Music has been at the center of my life for more than a decade. I have been writing, recording, and releasing songs since I was 13. In recent years, I have put more of my time into co-writing with others and managing a roster of three acts. Above all, I am a fan. And over time, I have become a true student of the music business. At Songtrust, my main focus is to reach out to music creators to explain the benefits of our service and propose the platform as a solution to their publishing needs. My role is a combination of A&R outreach and education. 

Speaking at the Music Entrepreneur Club Tour in Philadelphia a few weeks ago, I met a producer/engineer/studio manager named Justin. Justin is in his 30s, and even though he has worked in music for years, he ultimately, like most people, had no idea how the music industry actually works. He mentioned that he had produced hundreds of records for artists over the course of his career and had only ever made money through hourly session rates. Not once had he registered any of his works at ASCAP (though he was a member!), nor any society for that matter, and had never collected any backend royalties from his music production and songwriting. He was confused that streaming generates additional publishing money that his distributor wasn’t collecting. I’ve spoken to hundreds of “Justin’s” over the last two years.

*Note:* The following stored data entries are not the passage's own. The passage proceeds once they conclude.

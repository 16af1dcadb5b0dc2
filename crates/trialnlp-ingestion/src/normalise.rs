//! Normalization of raw studies into dashboard rows.
//!
//! Builds the NER input text for each trial, truncates it to a fixed character
//! budget and fingerprints the truncated text so entity rows can be tied back
//! to the exact text they were extracted from.

use sha2::{Digest, Sha256};
use trialnlp_common::{RawStudy, Trial};

/// Character budget for the text handed to the NER passes.
pub const MAX_TEXT_CHARS: usize = 3000;

pub fn normalize_trials(raw: &[RawStudy], include_detailed: bool) -> Vec<Trial> {
    raw.iter().map(|s| normalize_trial(s, include_detailed)).collect()
}

pub fn normalize_trial(raw: &RawStudy, include_detailed: bool) -> Trial {
    let brief_summary = raw.brief_summary.clone().unwrap_or_default();
    let detailed_description = raw.detailed_description.clone().unwrap_or_default();

    let text_used = if include_detailed {
        format!("{}\n\n{}", brief_summary, detailed_description).trim().to_string()
    } else {
        brief_summary.clone()
    };
    let text_used_trunc = truncate_chars(&text_used, MAX_TEXT_CHARS).to_string();
    let text_hash = stable_hash(&text_used_trunc);

    Trial {
        nct_id: raw.nct_id.clone().unwrap_or_default(),
        title: raw.brief_title.clone().unwrap_or_default(),
        overall_status: raw.overall_status.clone().unwrap_or_default(),
        phase: raw.phase.clone().unwrap_or_default(),
        study_type: raw.study_type.clone().unwrap_or_default(),
        sponsor: raw.sponsor.clone().unwrap_or_default(),
        conditions: clean_list(&raw.conditions),
        interventions: clean_list(&raw.interventions),
        has_detailed_description: !detailed_description.is_empty(),
        brief_summary,
        detailed_description,
        text_used,
        text_used_trunc,
        text_hash,
    }
}

fn clean_list(items: &[String]) -> Vec<String> {
    items
        .iter()
        .filter(|s| !s.trim().is_empty())
        .cloned()
        .collect()
}

/// Longest prefix of `s` holding at most `max_chars` characters.
pub fn truncate_chars(s: &str, max_chars: usize) -> &str {
    match s.char_indices().nth(max_chars) {
        Some((idx, _)) => &s[..idx],
        None => s,
    }
}

/// Hex SHA-256 fingerprint of a text.
pub fn stable_hash(text: &str) -> String {
    format!("{:x}", Sha256::digest(text.as_bytes()))
}

#[cfg(test)]
mod tests {
    use super::*;

    fn raw() -> RawStudy {
        RawStudy {
            nct_id: Some("NCT1".into()),
            brief_title: Some("Title".into()),
            brief_summary: Some("Summary.".into()),
            detailed_description: Some("Detail.".into()),
            conditions: vec!["Asthma".into(), " ".into()],
            ..Default::default()
        }
    }

    #[test]
    fn test_text_used_with_detail() {
        let t = normalize_trial(&raw(), true);
        assert_eq!(t.text_used, "Summary.\n\nDetail.");
        assert_eq!(t.text_used_trunc, t.text_used);
        assert!(t.has_detailed_description);
        assert_eq!(t.conditions, vec!["Asthma"]);
    }

    #[test]
    fn test_text_used_summary_only() {
        let t = normalize_trial(&raw(), false);
        assert_eq!(t.text_used, "Summary.");
        assert!(t.has_detailed_description);
    }

    #[test]
    fn test_missing_fields_become_empty() {
        let t = normalize_trial(&RawStudy::default(), true);
        assert_eq!(t.nct_id, "");
        assert_eq!(t.text_used, "");
        assert!(!t.has_detailed_description);
        assert_eq!(t.text_hash, stable_hash(""));
    }

    #[test]
    fn test_truncation_counts_characters() {
        let mut r = raw();
        r.brief_summary = Some("é".repeat(MAX_TEXT_CHARS + 10));
        r.detailed_description = None;
        let t = normalize_trial(&r, true);
        assert_eq!(t.text_used_trunc.chars().count(), MAX_TEXT_CHARS);
        assert_eq!(t.text_used.chars().count(), MAX_TEXT_CHARS + 10);
    }

    #[test]
    fn test_hash_is_stable_and_tracks_text() {
        let a = normalize_trial(&raw(), true);
        let b = normalize_trial(&raw(), true);
        let c = normalize_trial(&raw(), false);
        assert_eq!(a.text_hash, b.text_hash);
        assert_ne!(a.text_hash, c.text_hash);
        assert_eq!(a.text_hash.len(), 64);
    }

    #[test]
    fn test_empty_input() {
        assert!(normalize_trials(&[], true).is_empty());
    }
}
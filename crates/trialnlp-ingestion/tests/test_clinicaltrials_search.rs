//! Live ClinicalTrials.gov search.
//!
//! Run with: cargo test --package trialnlp-ingestion --test test_clinicaltrials_search -- --ignored --nocapture

use trialnlp_ingestion::{normalize_trials, ClinicalTrialsClient, TrialSource};

#[tokio::test]
#[ignore] // Requires network access
async fn test_search_diabetes() {
    let client = ClinicalTrialsClient::new().expect("client");

    let raw = client
        .search("diabetes", 10)
        .await
        .expect("ClinicalTrials.gov search failed");

    println!("Found {} studies", raw.len());
    assert!(!raw.is_empty(), "Should find at least one study");
    assert!(raw.len() <= 10);

    let trials = normalize_trials(&raw, true);
    assert_eq!(trials.len(), raw.len());
    for t in &trials {
        println!("{} | {} | {}", t.nct_id, t.overall_status, t.title);
        assert!(t.nct_id.starts_with("NCT"));
        assert!(t.text_used_trunc.chars().count() <= trialnlp_ingestion::MAX_TEXT_CHARS);
    }
}

#[tokio::test]
#[ignore] // Requires network access
async fn test_search_pages_past_first_page() {
    let client = ClinicalTrialsClient::new().expect("client");
    let raw = client.search("cancer", 1200).await.expect("search failed");
    assert!(raw.len() > 1000, "expected a second page, got {}", raw.len());
    assert!(raw.len() <= 1200);
}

A few days later, I spent an hour and a half on a call with Justin breaking down everything regarding musical copyrights and royalties. We got into how to start your own label or publishing company and what those types of deals typically look like from multiple perspectives. We talked about what splits are and how to negotiate them. We spoke about how he should approach working with artists and producers and what he should be seeking out of those working relationships in ways that benefit everyone. I provided him with somewhat of a music industry blueprint so that he could do things the right way, run his business efficiently, and make better decisions in the future.

There are a lot of misconceptions about publishing and the music business in general, a lot of which stem from a lack of education around these topics. In college, I took numerous music business courses, but it wasn’t until I started interning and working in music full time that I learned how things actually operate. While education is a two-way street, it shouldn’t take collegiate-level music business courses for a producer to know how to properly collect their own money. I’m only 23 and have still barely scratched the surface, but I’ve learned more about musical copyrights and how to make money over the last two years than some do in their entire lives. Many people are in a similar position as Justin: they’ve been making music for decades, but haven’t had the opportunity or time to learn the business.  

I feel compelled to pay forward to others all that I’ve learned working in music. I love educating people and providing others with tools and resources, especially those who are in a less fortunate position than I, and those who have nobody speaking up for them. I believe, to a certain degree, I hold some sort of keys - and I believe it is my responsibility to open doors for others.